BEGIN Records for processing
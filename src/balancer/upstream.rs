//! Upstream groups and the registry snapshot.
//!
//! # Design Decisions
//! - The registry is immutable once published; a config reload builds a
//!   new one and swaps it whole. In-flight dispatches keep the previous
//!   snapshot alive through their Arc until they return.
//! - Backends are owned by their upstream; a rebuild carries matching
//!   backends over by identity so their connection gauges survive.

use std::collections::HashMap;
use std::sync::Arc;

use crate::balancer::backend::Backend;
use crate::config::schema::Config;

/// A named, ordered group of interchangeable backends.
#[derive(Debug)]
pub struct Upstream {
    pub name: String,
    backends: Vec<Arc<Backend>>,
}

impl Upstream {
    pub fn new(name: String, backends: Vec<Arc<Backend>>) -> Self {
        Self { name, backends }
    }

    /// All backends, regardless of state.
    pub fn backends(&self) -> &[Arc<Backend>] {
        &self.backends
    }

    /// Backends whose active flag is set at the moment of iteration.
    /// Drain and limit filtering is the balancer's job.
    pub fn live_backends(&self) -> Vec<Arc<Backend>> {
        self.backends
            .iter()
            .filter(|b| b.is_active())
            .cloned()
            .collect()
    }

    pub fn find(&self, backend_id: &str) -> Option<&Arc<Backend>> {
        self.backends.iter().find(|b| b.id == backend_id)
    }
}

/// The full name -> upstream map, published as one snapshot.
#[derive(Debug, Default)]
pub struct Registry {
    upstreams: HashMap<String, Arc<Upstream>>,
}

impl Registry {
    /// Build a registry from a config, carrying runtime state over from
    /// `previous` for backends that describe the same endpoint.
    pub fn from_config(config: &Config, previous: Option<&Registry>) -> Self {
        let mut upstreams = HashMap::with_capacity(config.backends.len());

        for (name, backend_configs) in &config.backends {
            let prior = previous.and_then(|r| r.get(name));
            let mut backends = Vec::with_capacity(backend_configs.len());

            for backend_config in backend_configs {
                let carried = prior
                    .as_ref()
                    .and_then(|u| u.find(&backend_config.id))
                    .filter(|b| b.same_endpoint(backend_config));

                let backend = match carried {
                    Some(existing) => {
                        existing.apply_settings(backend_config);
                        existing.clone()
                    }
                    None => Arc::new(Backend::from_config(backend_config)),
                };
                backends.push(backend);
            }

            upstreams.insert(name.clone(), Arc::new(Upstream::new(name.clone(), backends)));
        }

        Self { upstreams }
    }

    pub fn get(&self, name: &str) -> Option<Arc<Upstream>> {
        self.upstreams.get(name).cloned()
    }

    pub fn iter(&self) -> impl Iterator<Item = (&String, &Arc<Upstream>)> {
        self.upstreams.iter()
    }

    pub fn len(&self) -> usize {
        self.upstreams.len()
    }

    pub fn is_empty(&self) -> bool {
        self.upstreams.is_empty()
    }
}
//! Storage provider capability definitions.

use serde::{Deserialize, Serialize};
use std::io::{self, Read, Write};

use vaultsync_common::{BackendKind, FileDescriptor, Result};

/// What to do when the remote copy changed since the cached copy was fetched.
#[derive(Debug, Clone, Copy, PartialEq, Eq, Hash, Serialize, Deserialize)]
#[serde(rename_all = "snake_case")]
pub enum OnConflictStrategy {
    /// Overwrite the other side.
    Rewrite,
    /// Stop and report a version conflict.
    Cancel,
}

/// Byte stream returned by `open_file_for_read`. Closed on drop.
pub type ReadStream = Box<dyn Read + Send>;

/// Byte stream returned by `open_file_for_write`.
///
/// Written bytes become visible only after [`WriteStream::close`] succeeds.
/// Dropping the stream without closing it discards everything written.
pub trait WriteStream: Write + Send {
    /// Flush and publish the written bytes.
    fn close(self: Box<Self>) -> io::Result<()>;
}

/// Credentials for backends that need them.
#[derive(Debug, Clone, PartialEq, Eq, Serialize, Deserialize)]
pub struct Credentials {
    pub username: String,
    pub password: String,
}

/// Credential negotiation for a backend.
pub trait Authenticator: Send + Sync {
    /// Whether the backend currently accepts requests.
    fn is_authenticated(&self) -> bool;

    /// Present credentials to the backend.
    ///
    /// # Errors
    /// - `AccessForbidden` if the credentials are rejected
    fn authenticate(&self, credentials: &Credentials) -> Result<()>;
}

/// Uniform file access over a storage medium.
///
/// Every operation reports expected failures through [`Result`] except the
/// stream-open primitives and `exists`, which are thin wrappers over the
/// medium's native calls and report raw `std::io` faults. Their direct
/// callers convert those faults into a domain error on the spot.
pub trait FileSystemProvider: Send + Sync {
    /// Backend this provider serves.
    fn kind(&self) -> BackendKind;

    /// Credential negotiation object, if the backend needs one.
    fn authenticator(&self) -> Option<&dyn Authenticator>;

    /// List immediate children of a directory.
    ///
    /// # Errors
    /// - `NotADirectory` if `dir` is not a directory
    /// - `NotFound` if `dir` does not exist
    /// - `AccessForbidden` if the medium denies enumeration
    fn list_files(&self, dir: &FileDescriptor) -> Result<Vec<FileDescriptor>>;

    /// Get the parent directory of a file.
    ///
    /// # Errors
    /// - `NotFound` if `file` does not exist
    /// - `FileDoesNotExist` if `file` has no parent
    fn get_parent(&self, file: &FileDescriptor) -> Result<FileDescriptor>;

    /// Get the backend root.
    fn get_root_file(&self) -> Result<FileDescriptor>;

    fn open_file_for_read(&self, file: &FileDescriptor) -> io::Result<ReadStream>;

    fn open_file_for_write(&self, file: &FileDescriptor) -> io::Result<Box<dyn WriteStream>>;

    fn exists(&self, file: &FileDescriptor) -> io::Result<bool>;

    /// Flush deferred writes, best effort.
    fn sync(&self);
}

/// Remote backend fronted by a local cache.
pub trait RemoteFileSystemProvider: FileSystemProvider {
    /// Resolve a descriptor by remote path, from the cache when `use_cache`
    /// is set and the file is tracked.
    fn get_file(&self, path: &str, use_cache: bool) -> Result<FileDescriptor>;

    /// Open a file for reading. May fetch the remote copy into the cache.
    fn open_remote_file_for_read(
        &self,
        file: &FileDescriptor,
        on_conflict: OnConflictStrategy,
        use_cache: bool,
    ) -> Result<ReadStream>;

    /// Open a file for writing. Bytes land in the cache on close and are
    /// uploaded unless `use_cache` defers the upload.
    fn open_remote_file_for_write(
        &self,
        file: &FileDescriptor,
        on_conflict: OnConflictStrategy,
        use_cache: bool,
    ) -> Result<Box<dyn WriteStream>>;
}

#[cfg(test)]
mod tests {
    use super::*;

    #[test]
    fn test_conflict_strategy_serialization() {
        let json = serde_json::to_string(&OnConflictStrategy::Rewrite).unwrap();
        assert_eq!(json, "\"rewrite\"");
        let parsed: OnConflictStrategy = serde_json::from_str("\"cancel\"").unwrap();
        assert_eq!(parsed, OnConflictStrategy::Cancel);
    }
}
//! Per-file serialization of sync runs.

use std::collections::HashMap;
use std::sync::{Arc, Mutex, PoisonError};
use tracing::debug;

use vaultsync_common::{FileDescriptor, Result};
use vaultsync_storage::OnConflictStrategy;

use crate::processor::SyncProcessor;
use crate::strategy::SyncStrategy;

/// Runs a [`SyncProcessor`] with at most one sync in flight per file uid.
///
/// Syncs of different files proceed in parallel.
pub struct SyncCoordinator {
    processor: Arc<dyn SyncProcessor>,
    in_flight: Mutex<HashMap<String, Arc<Mutex<()>>>>,
}

impl SyncCoordinator {
    pub fn new(processor: Arc<dyn SyncProcessor>) -> Self {
        Self {
            processor,
            in_flight: Mutex::new(HashMap::new()),
        }
    }

    /// Sync `local`, waiting for any sync of the same uid to finish first.
    pub fn process(
        &self,
        local: &FileDescriptor,
        strategy: SyncStrategy,
        on_conflict: OnConflictStrategy,
    ) -> Result<FileDescriptor> {
        let slot = self.slot(&local.uid);
        let result = {
            let _guard = slot.lock().unwrap_or_else(PoisonError::into_inner);
            debug!("Acquired sync slot for {}", local.uid);
            self.processor.process(local, strategy, on_conflict)
        };

        self.release(&local.uid, slot);
        result
    }

    pub fn processor(&self) -> &Arc<dyn SyncProcessor> {
        &self.processor
    }

    fn slot(&self, uid: &str) -> Arc<Mutex<()>> {
        let mut in_flight = self.in_flight.lock().unwrap_or_else(PoisonError::into_inner);
        Arc::clone(in_flight.entry(uid.to_string()).or_default())
    }

    /// Drop the slot for `uid` once no other caller holds or waits on it.
    fn release(&self, uid: &str, slot: Arc<Mutex<()>>) {
        let mut in_flight = self.in_flight.lock().unwrap_or_else(PoisonError::into_inner);
        // One reference in the map, one here.
        if Arc::strong_count(&slot) == 2 {
            in_flight.remove(uid);
        }
    }
}

#[cfg(test)]
mod tests {
    use super::*;
    use crate::status::SyncStatus;
    use chrono::Utc;
    use std::sync::atomic::{AtomicUsize, Ordering};
    use std::thread;
    use std::time::Duration;
    use vaultsync_common::BackendKind;

    /// Processor that tracks how many calls overlap.
    #[derive(Default)]
    struct SlowProcessor {
        active: AtomicUsize,
        max_active: AtomicUsize,
    }

    impl SyncProcessor for SlowProcessor {
        fn locally_modified_files(&self) -> Result<Vec<FileDescriptor>> {
            Ok(Vec::new())
        }

        fn sync_status(&self, _file: &FileDescriptor) -> Result<SyncStatus> {
            Ok(SyncStatus::NoChanges)
        }

        fn process(
            &self,
            local: &FileDescriptor,
            _strategy: SyncStrategy,
            _on_conflict: OnConflictStrategy,
        ) -> Result<FileDescriptor> {
            let now = self.active.fetch_add(1, Ordering::SeqCst) + 1;
            self.max_active.fetch_max(now, Ordering::SeqCst);
            thread::sleep(Duration::from_millis(20));
            self.active.fetch_sub(1, Ordering::SeqCst);
            Ok(local.clone())
        }
    }

    /// Returns the peak number of overlapping syncs and the slots left behind.
    fn run_concurrently(uids: &[&str]) -> (usize, usize) {
        let processor = Arc::new(SlowProcessor::default());
        let coordinator = Arc::new(SyncCoordinator::new(processor.clone()));

        let handles: Vec<_> = uids
            .iter()
            .map(|uid| {
                let coordinator = Arc::clone(&coordinator);
                let file = FileDescriptor::file(*uid, "/db.kdbx", Utc::now(), BackendKind::Remote);
                thread::spawn(move || {
                    coordinator
                        .process(
                            &file,
                            SyncStrategy::LastModificationWins,
                            OnConflictStrategy::Rewrite,
                        )
                        .unwrap();
                })
            })
            .collect();

        for handle in handles {
            handle.join().unwrap();
        }
        let slots = coordinator.in_flight.lock().unwrap().len();
        (processor.max_active.load(Ordering::SeqCst), slots)
    }

    #[test]
    fn test_same_uid_is_serialized() {
        assert_eq!(run_concurrently(&["abc", "abc", "abc", "abc"]).0, 1);
    }

    #[test]
    fn test_slots_released_after_sync() {
        let uids: Vec<String> = (0..64).map(|i| format!("uid-{}", i % 8)).collect();
        let uids: Vec<&str> = uids.iter().map(String::as_str).collect();
        assert_eq!(run_concurrently(&uids).1, 0);
    }

    #[test]
    fn test_failed_sync_releases_slot() {
        let coordinator = SyncCoordinator::new(Arc::new(crate::LocalSyncProcessor));
        let file =
            FileDescriptor::file("/tmp/db.kdbx", "/tmp/db.kdbx", Utc::now(), BackendKind::Local);

        assert!(coordinator
            .process(
                &file,
                SyncStrategy::LastModificationWins,
                OnConflictStrategy::Cancel,
            )
            .is_err());
        assert!(coordinator.in_flight.lock().unwrap().is_empty());
    }
}
//! Backend resolution: which provider and sync processor serve a file.

use std::collections::HashMap;
use std::sync::Arc;

use vaultsync_common::{BackendKind, Error, FileDescriptor, Result};
use vaultsync_storage::FileSystemProvider;

use crate::processor::SyncProcessor;

struct Backend {
    provider: Arc<dyn FileSystemProvider>,
    processor: Arc<dyn SyncProcessor>,
}

/// Registry mapping each backend kind to its provider and sync processor.
#[derive(Default)]
pub struct FileSystemResolver {
    backends: HashMap<BackendKind, Backend>,
}

impl FileSystemResolver {
    pub fn new() -> Self {
        Self::default()
    }

    /// Register the provider and processor serving `kind`.
    ///
    /// # Preconditions
    /// - `kind` must not be registered yet
    ///
    /// # Errors
    /// - `AlreadyExists` if `kind` is already registered
    pub fn register(
        &mut self,
        kind: BackendKind,
        provider: Arc<dyn FileSystemProvider>,
        processor: Arc<dyn SyncProcessor>,
    ) -> Result<()> {
        if self.backends.contains_key(&kind) {
            return Err(Error::AlreadyExists(format!(
                "Backend '{}' is already registered",
                kind
            )));
        }
        self.backends.insert(kind, Backend { provider, processor });
        Ok(())
    }

    /// # Errors
    /// - `NotFound` if `kind` is not registered
    pub fn provider(&self, kind: BackendKind) -> Result<Arc<dyn FileSystemProvider>> {
        self.backend(kind).map(|b| Arc::clone(&b.provider))
    }

    /// # Errors
    /// - `NotFound` if `kind` is not registered
    pub fn processor(&self, kind: BackendKind) -> Result<Arc<dyn SyncProcessor>> {
        self.backend(kind).map(|b| Arc::clone(&b.processor))
    }

    /// Provider serving the backend `file` lives on.
    pub fn provider_for(&self, file: &FileDescriptor) -> Result<Arc<dyn FileSystemProvider>> {
        self.provider(file.backend)
    }

    /// Sync processor for the backend `file` lives on.
    pub fn processor_for(&self, file: &FileDescriptor) -> Result<Arc<dyn SyncProcessor>> {
        self.processor(file.backend)
    }

    pub fn kinds(&self) -> Vec<BackendKind> {
        self.backends.keys().copied().collect()
    }

    fn backend(&self, kind: BackendKind) -> Result<&Backend> {
        self.backends
            .get(&kind)
            .ok_or_else(|| Error::NotFound(format!("Backend '{}' is not registered", kind)))
    }
}

#[cfg(test)]
mod tests {
    use super::*;
    use crate::processor::LocalSyncProcessor;
    use chrono::Utc;
    use vaultsync_common::ErrorKind;
    use vaultsync_storage::LocalProvider;

    fn local_backend() -> (Arc<dyn FileSystemProvider>, Arc<dyn SyncProcessor>) {
        (Arc::new(LocalProvider::new()), Arc::new(LocalSyncProcessor))
    }

    #[test]
    fn test_register_and_resolve() {
        let mut resolver = FileSystemResolver::new();
        let (provider, processor) = local_backend();
        resolver
            .register(BackendKind::Local, provider, processor)
            .unwrap();

        let file = FileDescriptor::file("/db.kdbx", "/db.kdbx", Utc::now(), BackendKind::Local);
        assert_eq!(resolver.provider_for(&file).unwrap().kind(), BackendKind::Local);
        assert!(resolver.processor_for(&file).is_ok());
        assert_eq!(resolver.kinds(), vec![BackendKind::Local]);
    }

    #[test]
    fn test_duplicate_registration_fails() {
        let mut resolver = FileSystemResolver::new();
        let (provider, processor) = local_backend();
        resolver
            .register(BackendKind::Local, provider.clone(), processor.clone())
            .unwrap();

        let err = resolver
            .register(BackendKind::Local, provider, processor)
            .unwrap_err();
        assert_eq!(err.kind(), ErrorKind::AlreadyExists);
    }

    #[test]
    fn test_resolve_unknown_fails() {
        let resolver = FileSystemResolver::new();
        let err = resolver.processor(BackendKind::Remote).err().unwrap();
        assert_eq!(err.kind(), ErrorKind::NotFound);
    }
}
//! Common utilities and types shared across vaultsync crates.
//!
//! This module provides the error taxonomy and the backend-independent file
//! descriptor that every storage provider and sync processor speaks.

pub mod error;
pub mod types;

pub use error::{Error, ErrorKind, Result};
pub use types::{BackendKind, FileDescriptor, RemotePath};
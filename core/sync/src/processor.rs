//! Sync processors: reconcile a cached copy with its backend.

use std::fs::File;
use std::io::{self, Seek, SeekFrom};
use std::path::{Path, PathBuf};
use std::sync::Arc;
use tracing::{debug, info, warn};

use vaultsync_common::{Error, FileDescriptor, Result};
use vaultsync_storage::{OnConflictStrategy, RemoteFile, RemoteFileCache, RemoteFileSystemProvider};

use crate::status::SyncStatus;
use crate::strategy::{decide, SyncAction, SyncStrategy};

/// Reconciles files of one backend kind.
pub trait SyncProcessor: Send + Sync {
    /// Files whose cached copy has edits not yet uploaded.
    fn locally_modified_files(&self) -> Result<Vec<FileDescriptor>>;

    /// Compare the cached copy of `file` with its remote counterpart.
    ///
    /// # Errors
    /// - `CacheMiss` if `file` is not tracked
    /// - Any error from resolving the remote file
    fn sync_status(&self, file: &FileDescriptor) -> Result<SyncStatus>;

    /// Reconcile `local` with the remote and return the post-sync descriptor.
    ///
    /// # Preconditions
    /// - At most one call in flight per `local.uid`
    ///
    /// # Postconditions
    /// - On success the cache entry reflects the transfer that took place
    ///
    /// # Errors
    /// - `CacheMiss` if `local` is not tracked, before any backend call
    /// - `VersionConflict` if the remote is newer and `on_conflict` is `Cancel`
    /// - `NetworkIo` if an upload fails mid-transfer
    /// - `FileAccess` if a download fails mid-transfer
    fn process(
        &self,
        local: &FileDescriptor,
        strategy: SyncStrategy,
        on_conflict: OnConflictStrategy,
    ) -> Result<FileDescriptor>;
}

fn cache_miss() -> Error {
    Error::CacheMiss("Failed to find cached file".to_string())
}

/// Sync processor for remote backends.
///
/// Moves bytes between the cache and the remote through the provider's
/// streams. The cache is the source of truth for post-sync timestamps.
pub struct RemoteSyncProcessor {
    provider: Arc<dyn RemoteFileSystemProvider>,
    cache: Arc<dyn RemoteFileCache>,
    buffer_dir: PathBuf,
}

impl RemoteSyncProcessor {
    /// Create a processor that snapshots uploads under the system temp dir.
    pub fn new(
        provider: Arc<dyn RemoteFileSystemProvider>,
        cache: Arc<dyn RemoteFileCache>,
    ) -> Self {
        Self::with_buffer_dir(provider, cache, std::env::temp_dir())
    }

    pub fn with_buffer_dir(
        provider: Arc<dyn RemoteFileSystemProvider>,
        cache: Arc<dyn RemoteFileCache>,
        buffer_dir: impl AsRef<Path>,
    ) -> Self {
        Self {
            provider,
            cache,
            buffer_dir: buffer_dir.as_ref().to_path_buf(),
        }
    }

    fn upload(&self, local: &FileDescriptor, cached: &RemoteFile) -> Result<()> {
        let mut stream =
            self.provider
                .open_remote_file_for_write(local, OnConflictStrategy::Rewrite, false)?;

        // The write stream may target the very file we read from.
        let mut buffer = self.snapshot(&cached.local_path)?;

        io::copy(&mut buffer, &mut stream)
            .map_err(|e| Error::network_io("Failed to upload file", Some(e)))?;
        stream
            .close()
            .map_err(|e| Error::network_io("Failed to upload file", Some(e)))?;

        info!("Uploaded {}", local.path);
        Ok(())
    }

    fn download(&self, local: &FileDescriptor) -> Result<()> {
        let mut stream =
            self.provider
                .open_remote_file_for_read(local, OnConflictStrategy::Rewrite, false)?;

        io::copy(&mut stream, &mut io::sink())
            .map_err(|e| Error::file_access("Failed to download file", Some(e)))?;

        info!("Downloaded {}", local.path);
        Ok(())
    }

    fn snapshot(&self, source: &Path) -> Result<File> {
        let buffer_fault = |e: io::Error| Error::generic_io("Failed to access to file", Some(e));

        let mut source = File::open(source).map_err(buffer_fault)?;
        let mut buffer = tempfile::tempfile_in(&self.buffer_dir).map_err(buffer_fault)?;
        io::copy(&mut source, &mut buffer).map_err(buffer_fault)?;
        buffer.seek(SeekFrom::Start(0)).map_err(buffer_fault)?;
        Ok(buffer)
    }
}

impl SyncProcessor for RemoteSyncProcessor {
    fn locally_modified_files(&self) -> Result<Vec<FileDescriptor>> {
        Ok(self
            .cache
            .locally_modified_files()?
            .iter()
            .map(RemoteFile::to_file_descriptor)
            .collect())
    }

    fn sync_status(&self, file: &FileDescriptor) -> Result<SyncStatus> {
        let cached = self.cache.get_by_uid(&file.uid)?.ok_or_else(cache_miss)?;
        let remote = self.provider.get_file(&cached.remote_path, false)?;
        Ok(SyncStatus::of(&cached, remote.modified_at))
    }

    fn process(
        &self,
        local: &FileDescriptor,
        strategy: SyncStrategy,
        on_conflict: OnConflictStrategy,
    ) -> Result<FileDescriptor> {
        let cached = self.cache.get_by_uid(&local.uid)?.ok_or_else(cache_miss)?;
        let remote = self.provider.get_file(&local.path, false)?;

        let action = decide(local.modified_at, remote.modified_at, strategy, on_conflict);
        debug!(
            "Sync {}: local={}, remote={}, action={:?}",
            local.path, local.modified_at, remote.modified_at, action
        );

        match action {
            SyncAction::Upload => self.upload(local, &cached)?,
            SyncAction::Download => self.download(local)?,
            SyncAction::Reject => {
                warn!("Remote copy of {} is newer, sync cancelled", local.path);
                return Err(Error::VersionConflict(
                    "Local version conflicts with remote".to_string(),
                ));
            }
        }

        self.cache
            .get_by_uid(&local.uid)?
            .map(|entry| entry.to_file_descriptor())
            .ok_or_else(cache_miss)
    }
}

/// Sync processor for local backends, which have nothing to reconcile.
#[derive(Debug, Default)]
pub struct LocalSyncProcessor;

impl SyncProcessor for LocalSyncProcessor {
    fn locally_modified_files(&self) -> Result<Vec<FileDescriptor>> {
        Ok(Vec::new())
    }

    fn sync_status(&self, _file: &FileDescriptor) -> Result<SyncStatus> {
        Ok(SyncStatus::NoChanges)
    }

    fn process(
        &self,
        _local: &FileDescriptor,
        _strategy: SyncStrategy,
        _on_conflict: OnConflictStrategy,
    ) -> Result<FileDescriptor> {
        Err(Error::InvalidInput("Incorrect use case".to_string()))
    }
}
END Records for processing
**Your goal**
Pull every line containing "prior" from the data.

**Answer to this task**
            let prior = previous.and_then(|r| r.get(name));
                let carried = prior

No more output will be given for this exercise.